┌────────

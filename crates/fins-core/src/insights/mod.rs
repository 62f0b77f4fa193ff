//! Financial insights
//!
//! Four analyzers turn a user's cash-flow series into derived artifacts, and
//! the health summary fuses them:
//!
//! - **Savings** - monthly and annual savings potential, savings rate
//! - **Risk** - additive delinquency score, tier, factors
//! - **Expenses** - category totals, monthly trend, unusual outflows
//! - **Health** - overall score, key insights, action items
//!
//! The balance forecast lives in [`crate::forecast`].
//!
//! ## Usage
//!
//! ```rust,ignore
//! use fins_core::insights::InsightEngine;
//!
//! let engine = InsightEngine::new(&db, AnalyticsConfig::load()?);
//! let report = engine.generate_financial_insights("alice")?;
//! ```

pub mod engine;
pub mod expenses;
pub mod health;
pub mod risk;
pub mod savings;
pub mod types;

pub use engine::InsightEngine;
pub use types::{
    BalancePrediction, DataSufficiency, DateRange, ExpenseAnalysis, ExpenseTrend,
    FinancialInsights, Readiness, RiskAnalysis, RiskFeatureSet, RiskLevel, SavingsPrediction,
    UnusualExpense, UnusualReason,
};
use dataquery::{
    BinOp, Dataquery, Directive, LexError, ParseError, UnaryOp, parse_directive, parse_query,
    parser::MAX_DEPTH,
};
use rust_decimal::Decimal;

fn col(name: &str) -> Directive {
    Directive::column(name)
}

fn int(n: i64) -> Directive {
    Directive::constant(n)
}

// ============================================================================
// Queries
// ============================================================================

#[test]
fn test_parse_empty_query() {
    let q = parse_query("sales[]").unwrap();
    assert_eq!(q.table(), "sales");
    assert!(q.is_empty());
}

#[test]
fn test_parse_end_to_end() {
    let q = parse_query("sales[by(region),where(amount>100),order(region)]").unwrap();
    assert_eq!(
        q.directives(),
        &[
            Directive::by(col("region")),
            Directive::where_clause(Directive::binary(
                BinOp::GreaterThan,
                col("amount"),
                int(100)
            )),
            Directive::order(col("region")),
        ]
    );
    assert_eq!(
        q.sql(),
        r#"SELECT "region" FROM "sales" WHERE "amount">100 GROUP BY "region" ORDER BY "region" ASC"#
    );
}

#[test]
fn test_parse_with_whitespace() {
    let q = parse_query("  sales [ region , limit( 10 ) ]  ").unwrap();
    assert_eq!(q.dql(), "sales[region,limit(10)]");
}

#[test]
fn test_parse_markers() {
    let q = parse_query("t[distinct,a,all,distinct]").unwrap();
    assert_eq!(q.len(), 4);
    assert_eq!(q.directives()[0], Directive::Distinct);
    assert_eq!(q.directives()[2], Directive::All);
    assert!(q.is_distinct());
}

#[test]
fn test_parse_skips_empty_items() {
    let q = parse_query("t[,a,,b,]").unwrap();
    assert_eq!(q.directives(), &[col("a"), col("b")]);
}

#[test]
fn test_parse_order_directions() {
    let q = parse_query("t[order(a,-1),order(b,2),order(c,+0.5),order(d)]").unwrap();
    assert_eq!(
        q.directives(),
        &[
            Directive::order_by(col("a"), -1.0),
            Directive::order_by(col("b"), 2.0),
            Directive::order_by(col("c"), 0.5),
            Directive::order_by(col("d"), 1.0),
        ]
    );
}

#[test]
fn test_parse_all_clauses() {
    let q = parse_query("t[where(a),by(b),having(c),limit(1),offset(2)]").unwrap();
    assert_eq!(
        q.directives(),
        &[
            Directive::where_clause(col("a")),
            Directive::by(col("b")),
            Directive::having(col("c")),
            Directive::limit(int(1)),
            Directive::offset(int(2)),
        ]
    );
}

#[test]
fn test_clause_keyword_as_column() {
    // Without parentheses a clause keyword is an ordinary column
    let q = parse_query("t[order,limit]").unwrap();
    assert_eq!(q.directives(), &[col("order"), col("limit")]);
}

#[test]
fn test_operator_keywords_as_columns() {
    let q = parse_query("t[and,or,and and or]").unwrap();
    assert_eq!(
        q.directives(),
        &[
            col("and"),
            col("or"),
            Directive::binary(BinOp::And, col("and"), col("or")),
        ]
    );
    assert_eq!(parse_query(&q.dql()).unwrap().dql(), q.dql());
}

#[test]
fn test_clause_keyword_in_expression_is_call() {
    let q = parse_query("t[limit(1)+2]").unwrap();
    assert_eq!(
        q.directives(),
        &[Directive::binary(
            BinOp::Plus,
            Directive::call("limit", vec![int(1)]),
            int(2)
        )]
    );
}

// ============================================================================
// Expressions
// ============================================================================

#[test]
fn test_precedence() {
    let d = parse_directive("a+b*c>1 and !d or e").unwrap();
    let expected = Directive::binary(
        BinOp::Or,
        Directive::binary(
            BinOp::And,
            Directive::binary(
                BinOp::GreaterThan,
                Directive::binary(
                    BinOp::Plus,
                    col("a"),
                    Directive::binary(BinOp::Multiply, col("b"), col("c")),
                ),
                int(1),
            ),
            Directive::unary(UnaryOp::Not, col("d")),
        ),
        col("e"),
    );
    assert_eq!(d, expected);
}

#[test]
fn test_parentheses_become_groups() {
    let d = parse_directive("(a+b)*c").unwrap();
    assert_eq!(
        d,
        Directive::binary(
            BinOp::Multiply,
            Directive::group(Directive::binary(BinOp::Plus, col("a"), col("b"))),
            col("c"),
        )
    );
}

#[test]
fn test_literals() {
    assert_eq!(parse_directive("42").unwrap(), int(42));
    assert_eq!(parse_directive("2.5").unwrap(), Directive::constant(2.5));
    assert_eq!(parse_directive("'north'").unwrap(), Directive::constant("north"));
    assert_eq!(parse_directive("\"a\\tb\"").unwrap(), Directive::constant("a\tb"));
    assert_eq!(parse_directive("false").unwrap(), Directive::constant(false));
    assert_eq!(
        parse_directive("-3").unwrap(),
        Directive::unary(UnaryOp::Negative, int(3))
    );
}

#[test]
fn test_calls() {
    assert_eq!(
        parse_directive("round(avg(price), 2)").unwrap(),
        Directive::call(
            "round",
            vec![Directive::call("avg", vec![col("price")]), int(2)]
        )
    );
    assert_eq!(parse_directive("now()").unwrap(), Directive::call("now", Vec::new()));
}

// ============================================================================
// Round trip
// ============================================================================

#[test]
fn test_notation_round_trip() {
    let q = Dataquery::new("sales")
        .with(Directive::by(col("region")))
        .with(Directive::call("sum", vec![col("amount")]))
        .with(Directive::where_clause(Directive::binary(
            BinOp::And,
            Directive::group(Directive::binary(BinOp::GreaterEqual, col("amount"), int(10))),
            Directive::unary(UnaryOp::Not, col("refunded")),
        )))
        .with(Directive::having(Directive::binary(
            BinOp::LessThan,
            Directive::call("count", vec![col("id")]),
            Directive::constant(2.5),
        )))
        .with(Directive::order_by(col("region"), -1.0))
        .with(Directive::offset(int(3)));

    let dql = q.dql();
    let parsed = parse_query(&dql).unwrap();
    assert_eq!(parsed.dql(), dql);
    assert_eq!(parsed.sql(), q.sql());
}

#[test]
fn test_numeric_round_trip_at_boundaries() {
    let wide = Decimal::from_str_exact("100000000000000000000").unwrap();
    let fraction = Decimal::from_str_exact("0.1234567890123456789").unwrap();
    let q = Dataquery::new("t")
        .with(Directive::constant(wide))
        .with(Directive::constant(i64::MIN))
        .with(Directive::constant(i64::MAX))
        .with(Directive::constant(fraction))
        .with(Directive::constant(0.1))
        .with(Directive::constant(1e300))
        .with(Directive::order_by(col("a"), 1e20))
        .with(Directive::limit(Directive::constant(wide)));

    let dql = q.dql();
    assert!(dql.contains("100000000000000000000,"), "{}", dql);
    assert!(dql.contains("-9223372036854775808,"), "{}", dql);
    assert!(dql.contains("0.1234567890123456789,"), "{}", dql);

    let parsed = parse_query(&dql).unwrap();
    assert_eq!(parsed.dql(), dql);
    assert_eq!(parsed.sql(), q.sql());
}

#[test]
fn test_wide_numbers_parse_as_decimals() {
    assert_eq!(
        parse_directive("100000000000000000000").unwrap(),
        Directive::constant(Decimal::from_str_exact("100000000000000000000").unwrap())
    );
    assert_eq!(
        parse_directive("-9223372036854775808").unwrap(),
        Directive::unary(
            UnaryOp::Negative,
            Directive::constant(Decimal::from_str_exact("9223372036854775808").unwrap())
        )
    );
    assert_eq!(
        parse_query("t[order(a,100000000000000000000)]").unwrap().directives(),
        &[Directive::order_by(col("a"), 1e20)]
    );
}

#[test]
fn test_markers_do_not_round_trip() {
    let q = Dataquery::new("t")
        .with(Directive::distinct())
        .with(col("a"));
    assert_eq!(q.dql(), "t[,a]");

    let parsed = parse_query(&q.dql()).unwrap();
    assert!(!parsed.is_distinct());
    assert_eq!(parsed.dql(), "t[a]");
}

// ============================================================================
// Errors
// ============================================================================

#[test]
fn test_missing_bracket() {
    let err = parse_query("sales[a").unwrap_err();
    assert!(matches!(err, ParseError::Unexpected { .. }));
    assert!(err.to_string().contains("expected ']'"), "{}", err);
}

#[test]
fn test_missing_table() {
    let err = parse_query("[a]").unwrap_err();
    assert!(err.to_string().contains("expected identifier"), "{}", err);
}

#[test]
fn test_trailing_input() {
    let err = parse_query("t[a] extra").unwrap_err();
    assert!(err.to_string().contains("end of input"), "{}", err);
}

#[test]
fn test_lone_equals() {
    let err = parse_query("t[where(a=1)]").unwrap_err();
    assert!(matches!(err, ParseError::Lex(LexError::LoneEquals { .. })));
}

#[test]
fn test_unterminated_string() {
    let err = parse_directive("'abc").unwrap_err();
    assert!(matches!(err, ParseError::Lex(LexError::UnterminatedString { .. })));
}

#[test]
fn test_bad_order_direction() {
    let err = parse_query("t[order(a,b)]").unwrap_err();
    assert!(err.to_string().contains("numeric order direction"), "{}", err);
    match err {
        ParseError::InvalidDirection { found, position } => {
            assert_eq!(found, "column");
            assert_eq!(position.column, 3);
        }
        other => panic!("unexpected error: {:?}", other),
    }
}

#[test]
fn test_bad_order_direction_names_what_was_found() {
    let found = |input: &str| match parse_query(input).unwrap_err() {
        ParseError::InvalidDirection { found, .. } => found,
        other => panic!("unexpected error: {:?}", other),
    };
    assert_eq!(found("t[order(a,'x')]"), "string constant");
    assert_eq!(found("t[order(a,true)]"), "boolean constant");
    assert_eq!(found("t[order(a,f(1))]"), "call");
    assert_eq!(found("t[order(a,1+1)]"), "binary");
    assert_eq!(found("t[order(a,!1)]"), "unary");
}

#[test]
fn test_clause_with_two_arguments() {
    let err = parse_query("t[ where(a,b)]").unwrap_err();
    assert!(err.to_string().contains("'where' takes a single argument, found 2"), "{}", err);
    match err {
        ParseError::ClauseArity { clause, count, position } => {
            assert_eq!(clause, "where");
            assert_eq!(count, 2);
            assert_eq!(position.line, 1);
            assert_eq!(position.column, 4);
        }
        other => panic!("unexpected error: {:?}", other),
    }
}

#[test]
fn test_order_with_three_arguments() {
    let err = parse_query("t[a,order(a,1,2)]").unwrap_err();
    match err {
        ParseError::ClauseArity { clause, count, position } => {
            assert_eq!(clause, "order");
            assert_eq!(count, 3);
            assert_eq!(position.column, 5);
        }
        other => panic!("unexpected error: {:?}", other),
    }
}

#[test]
fn test_deep_unary_chain_is_rejected() {
    let input = format!("{}a", "!".repeat(100_000));
    let err = parse_directive(&input).unwrap_err();
    assert!(matches!(err, ParseError::TooDeep { limit: MAX_DEPTH, .. }), "{:?}", err);
}

#[test]
fn test_deep_parentheses_are_rejected() {
    let input = format!("t[{}a{}]", "(".repeat(100_000), ")".repeat(100_000));
    let err = parse_query(&input).unwrap_err();
    assert!(matches!(err, ParseError::TooDeep { .. }), "{:?}", err);
    assert!(err.to_string().contains("nested deeper than"), "{}", err);
}

#[test]
fn test_deep_calls_are_rejected() {
    let input = format!("{}a{}", "f(".repeat(100_000), ")".repeat(100_000));
    let err = parse_directive(&input).unwrap_err();
    assert!(matches!(err, ParseError::TooDeep { .. }), "{:?}", err);
}

#[test]
fn test_long_operator_chain_is_rejected() {
    let input = vec!["a"; 100_000].join("+");
    let err = parse_directive(&input).unwrap_err();
    assert!(matches!(err, ParseError::TooDeep { .. }), "{:?}", err);
}

#[test]
fn test_nesting_within_limit() {
    let depth = MAX_DEPTH / 2;
    let input = format!("{}a{}", "(".repeat(depth), ")".repeat(depth));
    let d = parse_directive(&input).unwrap();
    assert_eq!(d.dql(), input);

    let chain = vec!["a"; MAX_DEPTH / 2].join("+");
    assert_eq!(parse_directive(&chain).unwrap().dql(), chain);
}

#[test]
fn test_error_position() {
    let err = parse_query("t[a,\n  )]").unwrap_err();
    match err {
        ParseError::Unexpected { position, .. } => {
            assert_eq!(position.line, 2);
            assert_eq!(position.column, 3);
        }
        other => panic!("unexpected error: {:?}", other),
    }
}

└────────

What the exercise asks => Find the lines above that hold "join", then copy each of them.

Worked solution =>
    let input = vec!["a"; 100_000].join("+");
    let chain = vec!["a"; MAX_DEPTH / 2].join("+");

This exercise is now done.